WHAT YOU WILL DO ▸
From the records that follow, copy every line in which "crate" appears.

(Items from a dataset)
------
//! wasm-bindgen facade for a browser renderer
//!
//! The page owns the canvas, the frame loop and the key/tap listeners. It
//! calls `activate` on every press, `tick` once per animation frame, and
//! draws whatever `snapshot_json` returns.

use wasm_bindgen::prelude::*;

use crate::config::{GameConfig, Preset};
use crate::session::{Activation, Session, SessionPhase};

#[wasm_bindgen(start)]
pub fn init() {
    console_error_panic_hook::set_once();
    let _ = console_log::init_with_level(log::Level::Info);
}

#[wasm_bindgen]
pub struct WebGame {
    session: Session,
}

impl WebGame {
    fn with_config(config: &GameConfig) -> Result<WebGame, JsValue> {
        let seed = js_sys::Date::now() as u64;
        let session =
            Session::new(config.clone(), seed).map_err(|e| JsValue::from_str(&e.to_string()))?;
        log::info!("Flappish ready (seed {})", seed);
        Ok(WebGame { session })
    }
}

#[wasm_bindgen]
impl WebGame {
    /// Session with the standard tuning, seeded from the clock
    #[wasm_bindgen(constructor)]
    pub fn new() -> Result<WebGame, JsValue> {
        Self::with_config(&GameConfig::default())
    }

    /// Session from a JSON config (missing fields use defaults)
    pub fn from_json(json: &str) -> Result<WebGame, JsValue> {
        let config = GameConfig::from_json(json).map_err(|e| JsValue::from_str(&e.to_string()))?;
        Self::with_config(&config)
    }

    /// Session from a named preset ("standard" or "classic")
    pub fn with_preset(name: &str) -> Result<WebGame, JsValue> {
        let preset = Preset::from_str(name)
            .ok_or_else(|| JsValue::from_str(&format!("unknown preset {:?}", name)))?;
        Self::with_config(&GameConfig::from_preset(preset))
    }

    /// Start, restart or flap. Returns true if a new run began.
    pub fn activate(&mut self) -> bool {
        !matches!(self.session.activate(), Activation::Impulse)
    }

    /// Advance one frame. Returns false when no run is in progress afterwards.
    pub fn tick(&mut self, dt_ms: f32) -> bool {
        self.session.tick(dt_ms);
        self.session.phase() == SessionPhase::Running
    }

    pub fn score(&self) -> u32 {
        self.session.world().score.displayed()
    }

    pub fn best_score(&self) -> u32 {
        self.session.best_score()
    }

    /// Current frame as JSON
    pub fn snapshot_json(&self) -> String {
        serde_json::to_string(&self.session.snapshot()).unwrap_or_default()
    }
}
------
FINISHED TASK ▸
use crate::config::{GameConfig, Preset};
use crate::session::{Activation, Session, SessionPhase};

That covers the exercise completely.